# Model Inference-in-the-Loop with FiftyOne

This walkthrough provides a glimpse into the possibilities for integrating
FiftyOne into your machine learning workflows.

It covers the following concepts:

-   Loading your existing dataset in FiftyOne
-   Adding predictions from your model to your FiftyOne dataset
-   Launching the FiftyOne App and visualizing/exploring your data
-   Integrating the App into your data wrangling workflow

## Setup

Install `torch` and `torchvision`, if necessary:

In [1]:
# Modify as necessary (e.g., GPU install).
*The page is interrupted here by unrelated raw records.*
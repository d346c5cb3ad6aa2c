//! Image handling on top of a pluggable pixel engine.
//!
//! | Operation | Crate / function |
//! |---|---|
//! | **Decode / encode** | `image::ImageReader`, `JpegEncoder`, `AvifEncoder` |
//! | **Resize** | `crop_imm` + `resize_exact` (Lanczos3) |
//! | **Rotate** | `imageproc::geometric_transformations::rotate_about_center` |
//! | **Sharpen / blur** | `unsharpen` / `blur` |
//! | **Color filters** | `colormod(...)` lookup tables |
//! | **EXIF orientation** | `rexif` |
//!
//! The module is split into:
//! - **Parameters**: resize intents, size plans and save/load options
//! - **Calculations**: pure dimension math (unit testable)
//! - **Backend**: the [`PixelEngine`] trait + [`RustEngine`]
//! - **Image**: the [`Image`] handle with paired in-place / copy operations
//! - **Lifecycle**: [`Loader`] and saving, including in-memory data
//! - **Format** and **Orientation**: save-codec negotiation and EXIF autorotation

pub mod backend;
mod calculations;
pub mod colormod;
pub mod format;
mod image;
pub mod lifecycle;
pub mod orientation;
mod params;
pub mod rust_backend;

pub use backend::{Decoded, EngineError, PixelEngine};
pub use calculations::{crop_source_rect, normalize_turns, plan};
pub use colormod::ColorAdjustment;
pub use self::image::Image;
pub use lifecycle::Loader;
pub use orientation::{Correction, Mirror, Orientation};
pub use params::{
    Extent, Gravity, LoadOptions, Quality, ResizeIntent, SaveOptions, SizePlan, Sizing,
    resolve_quality,
};
pub use rust_backend::RustEngine;
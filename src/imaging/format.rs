//! Save-format negotiation and destination checks.
//!
//! The codec for a save is resolved by precedence:
//!
//! 1. an explicit format argument,
//! 2. the destination's file extension (lower-cased),
//! 3. the image's current format,
//! 4. [`DEFAULT_FORMAT`].

use crate::error::{Error, Result};
use std::path::Path;

pub const DEFAULT_FORMAT: &str = "jpg";

/// Report `jpg` as `jpeg`; everything else passes through.
pub fn normalize_format(format: &str) -> String {
    if format == "jpg" {
        "jpeg".to_string()
    } else {
        format.to_string()
    }
}

/// Lower-cased extension of `path`, without the dot. `None` when missing or empty.
pub fn format_from_filename(path: &Path) -> Option<String> {
    path.extension()
        .and_then(|e| e.to_str())
        .filter(|e| !e.is_empty())
        .map(str::to_lowercase)
}

/// Pick the codec name for a save.
pub fn resolve_save_format(
    explicit: Option<&str>,
    filename: Option<&Path>,
    image_format: Option<&str>,
) -> String {
    explicit
        .filter(|f| !f.is_empty())
        .map(str::to_lowercase)
        .or_else(|| filename.and_then(format_from_filename))
        .or_else(|| image_format.map(str::to_string))
        .unwrap_or_else(|| DEFAULT_FORMAT.to_string())
}

/// Fail with [`Error::SaveFailure`] unless the directory that will hold
/// `path` exists and is writable.
pub fn ensure_path_is_writable(path: &Path) -> Result<()> {
    let parent = match path.parent() {
        Some(p) if !p.as_os_str().is_empty() => p,
        _ => Path::new("."),
    };
    let dir = parent.canonicalize().map_err(|e| match e.kind() {
        std::io::ErrorKind::NotFound => Error::SaveFailure(format!(
            "non-existent path component in {}",
            path.display()
        )),
        _ => Error::SaveFailure(format!("{}: {}", path.display(), e)),
    })?;
    let metadata = std::fs::metadata(&dir)
        .map_err(|e| Error::SaveFailure(format!("{}: {}", dir.display(), e)))?;
    if !metadata.is_dir() {
        return Err(Error::SaveFailure(format!(
            "{} is not a directory",
            dir.display()
        )));
    }
    // Permission bits don't say whether this process may write; try it
    tempfile::tempfile_in(&dir).map_err(|e| {
        Error::SaveFailure(format!("directory {} is not writable: {}", dir.display(), e))
    })?;
    Ok(())
}
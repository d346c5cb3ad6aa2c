//! Pixel engine trait and shared types.
//!
//! The [`PixelEngine`] trait is the boundary between the facade and whatever
//! does the pixel work. The facade plans geometry, validates arguments and
//! negotiates formats; the engine decodes, encodes and runs the kernels.
//!
//! The production implementation is
//! [`RustEngine`](super::rust_backend::RustEngine): the `image` crate for
//! codecs and kernels, `imageproc` for free rotation, `rexif` for EXIF.
//!
//! Engine primitives always operate on the buffer they are given. Whether the
//! caller's image is mutated or a copy is made is decided by the facade.

use super::params::{Quality, SizePlan};
use image::{DynamicImage, Rgba};
use std::path::Path;
use thiserror::Error;

#[derive(Error, Debug)]
pub enum EngineError {
    #[error("IO error: {0}")]
    Io(#[from] std::io::Error),
    #[error("{0}")]
    Decode(String),
    #[error("{0}")]
    Encode(String),
    #[error("Unsupported: {0}")]
    Unsupported(String),
    #[error("Filter error: {0}")]
    Filter(String),
}

/// A freshly decoded image and the short codec name the engine detected.
#[derive(Debug, Clone)]
pub struct Decoded {
    pub raster: DynamicImage,
    /// Lower-case codec name as the engine spells it (`"jpg"`, `"png"`, ...).
    pub format: Option<String>,
}

/// Trait for pixel engines.
///
/// Every engine must implement all primitives so the facade stays
/// engine-agnostic. Engines are cheap handles (`Clone`); an [`Image`] carries
/// one so its operations can dispatch without extra arguments.
///
/// [`Image`]: super::Image
pub trait PixelEngine: Clone + Send + Sync {
    /// Decode the file at `path`.
    fn decode(&self, path: &Path) -> Result<Decoded, EngineError>;

    /// Encode `raster` to `path` using the codec named `format`.
    fn encode(
        &self,
        raster: &DynamicImage,
        path: &Path,
        format: &str,
        quality: Option<Quality>,
    ) -> Result<(), EngineError>;

    /// Sniff the codec of in-memory data from its magic bytes.
    fn identify(&self, data: &[u8]) -> Option<String>;

    /// Read the raw EXIF orientation tag. `None` when there is no EXIF data or
    /// no orientation tag.
    fn read_orientation(&self, path: &Path) -> Option<u16>;

    /// Crop `plan`'s source rectangle and scale it to the target size.
    fn resize(&self, raster: &mut DynamicImage, plan: &SizePlan);

    /// Composite the raster over a solid color, dropping transparency.
    fn flatten(&self, raster: &mut DynamicImage, background: Rgba<u8>);

    fn crop(&self, raster: &mut DynamicImage, x: u32, y: u32, width: u32, height: u32);

    /// Rotate by `steps` quarter turns clockwise, `steps` in `0..4`.
    fn turn(&self, raster: &mut DynamicImage, steps: u8);

    /// Free rotation; the canvas grows to the rotated bounding box.
    fn rotate(&self, raster: &mut DynamicImage, radians: f64);

    /// Mirror vertically (top ↔ bottom).
    fn flip(&self, raster: &mut DynamicImage);

    /// Mirror horizontally (left ↔ right).
    fn flop(&self, raster: &mut DynamicImage);

    /// Sharpen for positive `radius`, blur for negative.
    fn sharpen(&self, raster: &mut DynamicImage, radius: f64);

    /// Run a filter expression in the engine's filter language.
    fn apply_filter(&self, raster: &mut DynamicImage, expression: &str)
    -> Result<(), EngineError>;
}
See https://pytorch.org for options
!pip install torch
!pip install torchvision



Download the test split of the CIFAR-10 dataset to `~/fiftyone/cifar10/test`:

In [2]:
!fiftyone zoo download cifar10 --splits test

Download a pretrained CIFAR-10 PyTorch model:

In [3]:
# Download the software
!git clone https://github.com/huyvnphan/PyTorch_CIFAR10

# Download the pretrained model (90MB)
!eta gdrive download --public \
    1dGfpeFK_QG0kV-U6QDHMX2EOGXPqaNzu \
    PyTorch_CIFAR10/cifar10_models/state_dicts/resnet50.pt

Cloning into 'PyTorch_CIFAR10'...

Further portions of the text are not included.